━━━ MATERIAL SHOWN

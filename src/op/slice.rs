use std::collections::VecDeque;

/// take-last适配器：保留末尾`count`个元素。
///
/// 末尾位置在源耗尽前未知，首次拉取时消费整个源并以环形缓冲
/// 保留最近的`count`个元素，仅支持有限序列。
pub struct TakeLast<I: Iterator> {
    source: Option<I>,
    count: usize,
    buffer: VecDeque<I::Item>,
}

impl<I: Iterator> TakeLast<I> {
    pub(crate) fn new(source: I, count: usize) -> Self {
        TakeLast { source: Some(source), count, buffer: VecDeque::new() }
    }
}

impl<I: Iterator> Iterator for TakeLast<I> {
    type Item = I::Item;

    fn next(&mut self) -> Option<Self::Item> {
        if let Some(source) = self.source.take() {
            if self.count > 0 {
                for item in source {
                    if self.buffer.len() == self.count {
                        self.buffer.pop_front();
                    }
                    self.buffer.push_back(item);
                }
            }
        }
        self.buffer.pop_front()
    }
}

/// skip-last适配器：丢弃末尾`count`个元素。
///
/// 以`count`长度的缓冲延迟输出：每读入一个元素即可确定
/// 缓冲头部的元素不属于末尾，流式输出，仅支持有限序列。
pub struct SkipLast<I: Iterator> {
    source: I,
    count: usize,
    buffer: VecDeque<I::Item>,
}

impl<I: Iterator> SkipLast<I> {
    pub(crate) fn new(source: I, count: usize) -> Self {
        SkipLast { source, count, buffer: VecDeque::new() }
    }
}

impl<I: Iterator> Iterator for SkipLast<I> {
    type Item = I::Item;

    fn next(&mut self) -> Option<Self::Item> {
        loop {
            let item = self.source.next()?;
            self.buffer.push_back(item);
            if self.buffer.len() > self.count {
                return self.buffer.pop_front();
            }
        }
    }
}

#[cfg(test)]
mod tests {
    use crate::Seq;

    #[test]
    fn test_take_last() {
        assert_eq!(Seq::of([1, 2, 3, 4, 5]).take_last(2).to_list(), vec![4, 5]);
        assert_eq!(Seq::of([1, 2, 3]).take_last(5).to_list(), vec![1, 2, 3]);
        assert_eq!(Seq::of([1, 2, 3]).take_last(0).to_list(), Vec::<i32>::new());
        assert_eq!(Seq::of(Vec::<i32>::new()).take_last(2).to_list(), Vec::<i32>::new());
    }

    #[test]
    fn test_skip_last() {
        assert_eq!(Seq::of([1, 2, 3, 4, 5]).skip_last(2).to_list(), vec![1, 2, 3]);
        assert_eq!(Seq::of([1, 2, 3]).skip_last(5).to_list(), Vec::<i32>::new());
        assert_eq!(Seq::of([1, 2, 3]).skip_last(0).to_list(), vec![1, 2, 3]);
        assert_eq!(Seq::of(Vec::<i32>::new()).skip_last(2).to_list(), Vec::<i32>::new());
    }

    #[test]
    fn test_take_last_skip_last_partition() {
        let source = vec![1, 2, 3, 4, 5];
        for n in 0..=source.len() {
            let mut parts = Seq::of(source.clone()).skip_last(n).to_list();
            parts.extend(Seq::of(source.clone()).take_last(n).to_list());
            assert_eq!(parts, source);
        }
    }
}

━━━━━━

- **WORK TASK**: Retype exactly the lines from the start of the entries through the one with "5]).take_last(2).to_list(), vec![4, 5]);"; include both ends.

- **RESPONSE BOX**:
filename src/op/slice.rs
use std::collections::VecDeque;

/// take-last适配器：保留末尾`count`个元素。
///
/// 末尾位置在源耗尽前未知，首次拉取时消费整个源并以环形缓冲
/// 保留最近的`count`个元素，仅支持有限序列。
pub struct TakeLast<I: Iterator> {
    source: Option<I>,
    count: usize,
    buffer: VecDeque<I::Item>,
}

impl<I: Iterator> TakeLast<I> {
    pub(crate) fn new(source: I, count: usize) -> Self {
        TakeLast { source: Some(source), count, buffer: VecDeque::new() }
    }
}

impl<I: Iterator> Iterator for TakeLast<I> {
    type Item = I::Item;

    fn next(&mut self) -> Option<Self::Item> {
        if let Some(source) = self.source.take() {
            if self.count > 0 {
                for item in source {
                    if self.buffer.len() == self.count {
                        self.buffer.pop_front();
                    }
                    self.buffer.push_back(item);
                }
            }
        }
        self.buffer.pop_front()
    }
}

/// skip-last适配器：丢弃末尾`count`个元素。
///
/// 以`count`长度的缓冲延迟输出：每读入一个元素即可确定
/// 缓冲头部的元素不属于末尾，流式输出，仅支持有限序列。
pub struct SkipLast<I: Iterator> {
    source: I,
    count: usize,
    buffer: VecDeque<I::Item>,
}

impl<I: Iterator> SkipLast<I> {
    pub(crate) fn new(source: I, count: usize) -> Self {
        SkipLast { source, count, buffer: VecDeque::new() }
    }
}

impl<I: Iterator> Iterator for SkipLast<I> {
    type Item = I::Item;

    fn next(&mut self) -> Option<Self::Item> {
        loop {
            let item = self.source.next()?;
            self.buffer.push_back(item);
            if self.buffer.len() > self.count {
                return self.buffer.pop_front();
            }
        }
    }
}

#[cfg(test)]
mod tests {
    use crate::Seq;

    #[test]
    fn test_take_last() {
        assert_eq!(Seq::of([1, 2, 3, 4, 5]).take_last(2).to_list(), vec![4, 5]);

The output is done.